On the eve of a seminar on 'New initiatives to Improve Science in New Zealand’ AgResearch has launched an appeal to the recent High Court decision against the National interest.
It is a travesty that public money will be used to fund the appeal against the High Court ruling which invalidated four applications for indefinite, nation-wide commercialisation of GE animals.
“GE Free NZ believes that Justice Clifford’s wrote a robust and measured decision” said Claire Bleakley president of GE Free NZ in food and environment “The HSNO* Act guidelines are very specific as to what is to be in an application and we believe that the precedent setting High Court decision will be upheld.”
The public have made it clear that extreme science of genetic engineering of animals, with the associated abuse and deformities, is simply unacceptable in a modern democratic society with an economy reliant on food exports and our clean-green natural image.
Recent surveys show some 70% of New Zealanders are strongly against the GE animals being proposed by AgResearch in partnership with its overseas biotechnology investors.
Just last week the NZ Herald (Business: B1, 25 June) reported MAF have released a discussion paper signalling the huge opportunity for New Zealand as a world leader in "high-quality sustainably produced meat, rewarding farmers for meeting consumer expectations, in both traditional and new markets".
"The vision outlined in the GE animal applications is simply madness", says Jon Carapiet from GE Free NZ in food and environment. "An approval of the enormous range of things being sought, including the right to import GE embryos from other countries, instigate GE animal production anywhere, anytime, and even using novel GE techniques yet to be invented, is tantamount to economic suicide for Brand New Zealand".

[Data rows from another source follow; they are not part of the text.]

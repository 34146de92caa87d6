//! PostgreSQL-backed outbox and processed-event stores.

use async_trait::async_trait;
use sqlx::{PgPool, Postgres, Row, Transaction, postgres::PgRow};
use uuid::Uuid;

use common::EventId;
use events::EventEnvelope;

use crate::error::Result;
use crate::idempotency::ProcessedStore;
use crate::outbox::{OutboxRecord, OutboxStore};

/// Runs the database migrations.
pub async fn run_migrations(pool: &PgPool) -> std::result::Result<(), sqlx::migrate::MigrateError> {
    sqlx::migrate!("../../migrations").run(pool).await
}

/// Outbox store persisted in the `outbox` table.
#[derive(Clone)]
pub struct PostgresOutboxStore {
    pool: PgPool,
}

impl PostgresOutboxStore {
    pub fn new(pool: PgPool) -> Self {
        Self { pool }
    }

    pub fn pool(&self) -> &PgPool {
        &self.pool
    }

    /// Stages an envelope inside a caller-owned transaction, so the
    /// staging commits or rolls back together with the state change it
    /// belongs to. Returns `false` when the event id was already staged.
    pub async fn enqueue_in_tx(
        tx: &mut Transaction<'_, Postgres>,
        topic: &str,
        envelope: &EventEnvelope,
    ) -> Result<bool> {
        envelope.validate()?;
        let result = sqlx::query(
            r#"
            INSERT INTO outbox (event_id, topic, envelope, created_at, updated_at)
            VALUES ($1, $2, $3, NOW(), NOW())
            ON CONFLICT (event_id) DO NOTHING
            "#,
        )
        .bind(envelope.event_id.as_uuid())
        .bind(topic)
        .bind(serde_json::to_value(envelope)?)
        .execute(&mut **tx)
        .await?;

        Ok(result.rows_affected() == 1)
    }

    fn row_to_record(row: PgRow) -> Result<OutboxRecord> {
        let envelope: serde_json::Value = row.try_get("envelope")?;
        Ok(OutboxRecord {
            event_id: EventId::from_uuid(row.try_get::<Uuid, _>("event_id")?),
            topic: row.try_get("topic")?,
            envelope: serde_json::from_value(envelope)?,
            sent_at: row.try_get("sent_at")?,
            attempts: row.try_get::<i32, _>("attempts")? as u32,
            last_error: row.try_get("last_error")?,
            created_at: row.try_get("created_at")?,
            updated_at: row.try_get("updated_at")?,
        })
    }
}

#[async_trait]
impl OutboxStore for PostgresOutboxStore {
    async fn enqueue(&self, topic: &str, envelope: &EventEnvelope) -> Result<bool> {
        let mut tx = self.pool.begin().await?;
        let staged = Self::enqueue_in_tx(&mut tx, topic, envelope).await?;
        tx.commit().await?;
        Ok(staged)
    }

    async fn pending(&self, limit: usize) -> Result<Vec<OutboxRecord>> {
        let rows = sqlx::query(
            r#"
            SELECT event_id, topic, envelope, sent_at, attempts, last_error, created_at, updated_at
            FROM outbox
            WHERE sent_at IS NULL
            ORDER BY created_at ASC, event_id ASC
            LIMIT $1
            "#,
        )
        .bind(limit as i64)
        .fetch_all(&self.pool)
        .await?;

        rows.into_iter().map(Self::row_to_record).collect()
    }

    async fn mark_sent(&self, event_id: EventId) -> Result<()> {
        sqlx::query(
            r#"
            UPDATE outbox
            SET sent_at = NOW(), updated_at = NOW()
            WHERE event_id = $1 AND sent_at IS NULL
            "#,
        )
        .bind(event_id.as_uuid())
        .execute(&self.pool)
        .await?;

        Ok(())
    }

    async fn mark_failed(&self, event_id: EventId, error: &str) -> Result<()> {
        sqlx::query(
            r#"
            UPDATE outbox
            SET attempts = attempts + 1, last_error = $2, updated_at = NOW()
            WHERE event_id = $1 AND sent_at IS NULL
            "#,
        )
        .bind(event_id.as_uuid())
        .bind(error)
        .execute(&self.pool)
        .await?;

        Ok(())
    }

    async fn get(&self, event_id: EventId) -> Result<Option<OutboxRecord>> {
        let row: Option<PgRow> = sqlx::query(
            r#"
            SELECT event_id, topic, envelope, sent_at, attempts, last_error, created_at, updated_at
            FROM outbox
            WHERE event_id = $1
            "#,
        )
        .bind(event_id.as_uuid())
        .fetch_optional(&self.pool)
        .await?;

        row.map(Self::row_to_record).transpose()
    }
}

/// Processed-event markers persisted in the `processed_events` table.
///
/// The composite primary key makes `insert` a race-safe claim: of two
/// concurrent deliveries, exactly one insert reports a new row.
#[derive(Clone)]
pub struct PostgresProcessedStore {
    pool: PgPool,
}

impl PostgresProcessedStore {
    pub fn new(pool: PgPool) -> Self {
        Self { pool }
    }
}

#[async_trait]
impl ProcessedStore for PostgresProcessedStore {
    async fn insert(&self, consumer: &str, event_id: EventId) -> Result<bool> {
        let result = sqlx::query(
            r#"
            INSERT INTO processed_events (consumer, event_id, processed_at)
            VALUES ($1, $2, NOW())
            ON CONFLICT (consumer, event_id) DO NOTHING
            "#,
        )
        .bind(consumer)
        .bind(event_id.as_uuid())
        .execute(&self.pool)
        .await?;

        Ok(result.rows_affected() == 1)
    }

    async fn remove(&self, consumer: &str, event_id: EventId) -> Result<()> {
        sqlx::query("DELETE FROM processed_events WHERE consumer = $1 AND event_id = $2")
            .bind(consumer)
            .bind(event_id.as_uuid())
            .execute(&self.pool)
            .await?;

        Ok(())
    }
}
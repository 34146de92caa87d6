//! Event-driven coordination machinery shared by every saga participant.
//!
//! This crate provides the pieces that make choreography safe on top of an
//! at-least-once broker:
//!
//! - [`Broker`] — the publish/subscribe seam, with an in-memory
//!   implementation that preserves per-key ordering.
//! - [`OutboxStore`] and [`OutboxDispatcher`] — durable staging written
//!   alongside business state, drained to the broker by a background task,
//!   closing the dual-write gap between a local commit and a publish.
//! - [`with_idempotency`] — the consumption guard that makes duplicate
//!   delivery a no-op while still letting failed work be retried.
//! - [`ConsumerLoop`] and [`DeadLetterRouter`] — the per-service receive
//!   path: parse, dedup, handle, and isolate poison messages on a
//!   `<topic>.dlq` channel instead of blocking the stream.

pub mod broker;
pub mod consumer;
pub mod dead_letter;
pub mod dispatcher;
pub mod error;
pub mod idempotency;
pub mod outbox;
pub mod postgres;

pub use broker::{Broker, Delivery, InMemoryBroker, Subscription};
pub use consumer::{ConsumerLoop, EventHandler};
pub use dead_letter::{DeadLetterRouter, dlq_topic};
pub use dispatcher::OutboxDispatcher;
pub use error::{BoxError, MessagingError, Result};
pub use idempotency::{
    IdempotencyOutcome, InMemoryProcessedStore, ProcessedStore, with_idempotency,
};
pub use outbox::{InMemoryOutboxStore, OutboxRecord, OutboxStore};
pub use postgres::{PostgresOutboxStore, PostgresProcessedStore, run_migrations};
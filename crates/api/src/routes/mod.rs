pub mod admin;
pub mod health;
pub mod metrics;
pub mod orders;
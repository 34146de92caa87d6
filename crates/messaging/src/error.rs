//! Messaging error types.

use events::ValidationError;
use thiserror::Error;

/// Boxed error type returned by event handlers.
///
/// Handlers live in other crates with their own error enums; the consumer
/// loop only needs the error text to dead-letter the message.
pub type BoxError = Box<dyn std::error::Error + Send + Sync>;

/// Errors that can occur inside the coordination machinery.
#[derive(Debug, Error)]
pub enum MessagingError {
    /// The broker rejected or could not accept a publish. Transient: the
    /// dispatcher records it and retries on the next tick.
    #[error("broker error: {0}")]
    Broker(String),

    /// A database error occurred in a durable store.
    #[error("database error: {0}")]
    Database(#[from] sqlx::Error),

    /// A serialization/deserialization error occurred.
    #[error("serialization error: {0}")]
    Serialization(#[from] serde_json::Error),

    /// The envelope failed schema validation and was rejected before
    /// staging.
    #[error("validation error: {0}")]
    Validation(#[from] ValidationError),

    /// Staging a dead letter failed. This is the one fatal class: it
    /// propagates and halts the affected consumer, because silently losing
    /// a poison message is worse than stalling.
    #[error("dead letter staging failed: {0}")]
    DeadLetterStaging(#[source] Box<MessagingError>),
}

/// Result type for messaging operations.
pub type Result<T> = std::result::Result<T, MessagingError>;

The notice of appeal highlights the core of the argument that has pitched independent scientists, farmers and the public against the vested interests of biotechnology entrepreneurs who are keen to undermine and exploit New Zealand sovereign law, but unwilling to find a middle path of ethical applications of biotechnology such as gene-marker assisted breeding (MAB) and use of recombinant vat fermentation technology in full laboratory containment.
The sly attempt by the applicants to undermine the HSNO*Act and establish a National Protocol that might benefit a handful of biotechnology investors, is an unprecedented betrayal of statutory protections.
The prospect of using genetically engineered food animals as 'bio-reactors' is a direct attack on the recommendations of the Royal Commission on GM, and would have been the subject of a comprehensive audit by the BioEthics Council had it not just been abolished by the National-led government.